By Richard Bailey
How many of us have a dream of Christmas, as we used to know it, beginning around December 1 or even as early as Halloween and thereon until December 25?
Probably most folk spend some of their sleeping hours in dreams, as well as thoughts in waking hours, that re-connect us with the nostalgia of Christmases past.
My experience as a therapist, now retired, is one of helping people struggle with their depression around the holidays. Memories of terrible Christmases re-emerge for some and for others their current problematic realities mean this Christmas will not be pleasant. The contrasting social myth about the wonder of Christmas strikes these people hard.
It is not only the clinical population who suffer from holiday blues. Many people experience a situational depression around this time of year that is mostly about expectations and disappointment. Expectations are high: Peace on Earth, Good Will to Men, Mr. Scrooge discovering the gift of giving just in time, families together in harmony, great food and drink, wondrous gifts for all, Santa coming down the chimney, childhood visions of sugarplums dancing in our head!
When this doesn’t come together perfectly, well we suffer a sense of sadness and loss. Since we want to prevent that disappointment, we work hard to maintain the magic – especially for the children around us.
Most of us had good childhood Christmases. We benefitted from our parents’ labouring hard and long to create the magic of Christmas. It is a labour of love. It worked and we had wonderful joy and stored away marvelous memories.
Many of the people we remember from those times most fondly might well be long gone today. We are most nostalgic about them during the holidays. Nostalgia is from the Greek, nostos- homecoming, algos- pain.
We try to maintain the magic of Christmas for our children, grandchildren and others. It is a difficult job – it takes a lot of effort, money, time, energy. But we do it as well as we can and those around us benefit from our efforts just as we did from the generosity of others long ago.

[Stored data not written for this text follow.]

//! Configuration Loader
//!
//! Finds and loads `testup.toml`, then applies environment overrides.

use crate::settings::TestupConfig;
use crate::{ConfigError, ConfigResult};
use std::env;
use std::path::{Path, PathBuf};

/// Name of the project configuration file
pub const CONFIG_FILE_NAME: &str = "testup.toml";

/// Configuration loader
///
/// Precedence, lowest first:
/// 1. Built-in defaults
/// 2. Project config (testup.toml)
/// 3. Environment variables (TESTUP_*)
/// 4. CLI flags (handled by caller)
#[derive(Debug, Default)]
pub struct ConfigLoader {
    /// Skip TESTUP_* environment overrides
    ignore_env: bool,
}

/// Loaded configuration
#[derive(Debug, Clone, Default)]
pub struct Config {
    pub settings: TestupConfig,

    /// Directory where testup.toml was found
    pub project_root: Option<PathBuf>,
}

impl ConfigLoader {
    pub fn new() -> Self {
        Self::default()
    }

    /// Do not read TESTUP_* environment variables
    pub fn without_env(mut self) -> Self {
        self.ignore_env = true;
        self
    }

    /// Load configuration starting from the given directory
    ///
    /// Walks up the directory tree to the first testup.toml. Without one the
    /// defaults are used and there is no project root.
    pub fn load_from_directory(&self, start_dir: &Path) -> ConfigResult<Config> {
        let (project_root, settings) = self.find_project_config(start_dir)?;
        let settings = self.apply_env_overrides(settings)?;

        Ok(Config {
            settings,
            project_root,
        })
    }

    /// Load configuration from a specific file
    pub fn load_from_file(&self, config_path: &Path) -> ConfigResult<Config> {
        let settings = TestupConfig::load_from_file(config_path)?;
        let settings = self.apply_env_overrides(settings)?;
        let project_root = config_path.parent().map(|p| p.to_path_buf());

        Ok(Config {
            settings,
            project_root,
        })
    }

    fn find_project_config(
        &self,
        start_dir: &Path,
    ) -> ConfigResult<(Option<PathBuf>, TestupConfig)> {
        let mut current = start_dir.to_path_buf();

        loop {
            let config_path = current.join(CONFIG_FILE_NAME);

            if config_path.exists() {
                let settings = TestupConfig::load_from_file(&config_path)?;
                return Ok((Some(current), settings));
            }

            match current.parent() {
                Some(parent) => current = parent.to_path_buf(),
                None => return Ok((None, TestupConfig::default())),
            }
        }
    }

    /// Apply TESTUP_REPORTER, TESTUP_REPORT_ERRORS and TESTUP_LINE_LENGTH
    fn apply_env_overrides(&self, mut config: TestupConfig) -> ConfigResult<TestupConfig> {
        if self.ignore_env {
            return Ok(config);
        }

        if let Ok(reporter) = env::var("TESTUP_REPORTER") {
            config.reporter = reporter.parse()?;
        }

        if let Ok(value) = env::var("TESTUP_REPORT_ERRORS") {
            config.report_errors = parse_bool(&value).ok_or_else(|| ConfigError::InvalidEnv {
                var: "TESTUP_REPORT_ERRORS".to_string(),
                value: value.clone(),
            })?;
        }

        if let Ok(value) = env::var("TESTUP_LINE_LENGTH") {
            config.output.line_length =
                value.trim().parse().map_err(|_| ConfigError::InvalidEnv {
                    var: "TESTUP_LINE_LENGTH".to_string(),
                    value: value.clone(),
                })?;
        }

        config.validate()?;
        Ok(config)
    }
}

fn parse_bool(value: &str) -> Option<bool> {
    match value.trim().to_lowercase().as_str() {
        "true" | "1" | "yes" | "on" => Some(true),
        "false" | "0" | "no" | "off" => Some(false),
        _ => None,
    }
}

impl Config {
    /// Get the project root directory
    pub fn project_root(&self) -> Option<&Path> {
        self.project_root.as_deref()
    }

    /// Check if a testup.toml was found
    pub fn is_project(&self) -> bool {
        self.project_root.is_some()
    }
}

European culture, which is the root of most of our Christmas traditions, has had various important holidays going back to earliest pre-Christian history that were celebrated at this time of the year. In the Northern Hemisphere, the Winter Solstice, longest night and shortest day, is December 21.
It makes sense to have a holiday to lighten the darkest time of the year.
It is a stressful time of year. The over-winter survival of early Europeans depended on these preparations: Have we stored enough food to make it through the cold and barren winter? Will our clothing and shelter keep us from freezing? Are we safe from predators and raiders who hunt in the night?
It is the time of year long past the harvest and before the worst of winter. Just as in ancient times, our natural bodily response to the short days, lack of daylight, vitamin D and warmth is to slow down. We sleep a lot, we want to nest close to others around the fire to prevent freezing. We eat fattening foods and gain weight to survive the lack of food through the remaining cold months.
Historians are not sure when Jesus, son of Mary and Joseph, was born in a manger in Bethlehem; some think it was probably in the spring. Somehow, the European pagan Winter Solstice Holidays became linked with the birth of Jesus on or about December 21, now the 25th.
Hence, we have Christmas around the Winter Solstice. We need something to give us good will and assurance we will make it through to spring.
Among Christians, celebrating the birth of Jesus is meant to fill us with joy and faith in a better future filed with love, hope and life reborn! Christmas has evolved far from marking the birth of Christ but still represents light in the darkest time of year and hope for rebirth in the spring.
I am pleased Christmas is not simply a race for the most presents here in the Algarve. Getting together with family, sharing some gifts, caring are wonderful traditions. The baked or boiled bacalhau is an acquired taste I have yet to acquire.
This year, if we do what we can do to reflect the joys of Christmas past with those we touch we will have a good Christmas, different in many ways but still … like the ones we used to know.
|| Richard Baily and his wife Jan retired to Portugal nearly two years ago. They lived in California in Cotati, in the Sonoma County Wine Country, just North of San Francisco. They decided to move to Portugal as they enjoy the Portuguese culture, friendly people, great climate, interesting history and reasonable prices. The couple has joined the Rotary Club of Silves to continue their many years as Rotarians. Richard studied psychology and social work. His career included many years as practitioner and administrator in residential treatment with abused/neglected children as well as having a full-time private practice in Marin County, California.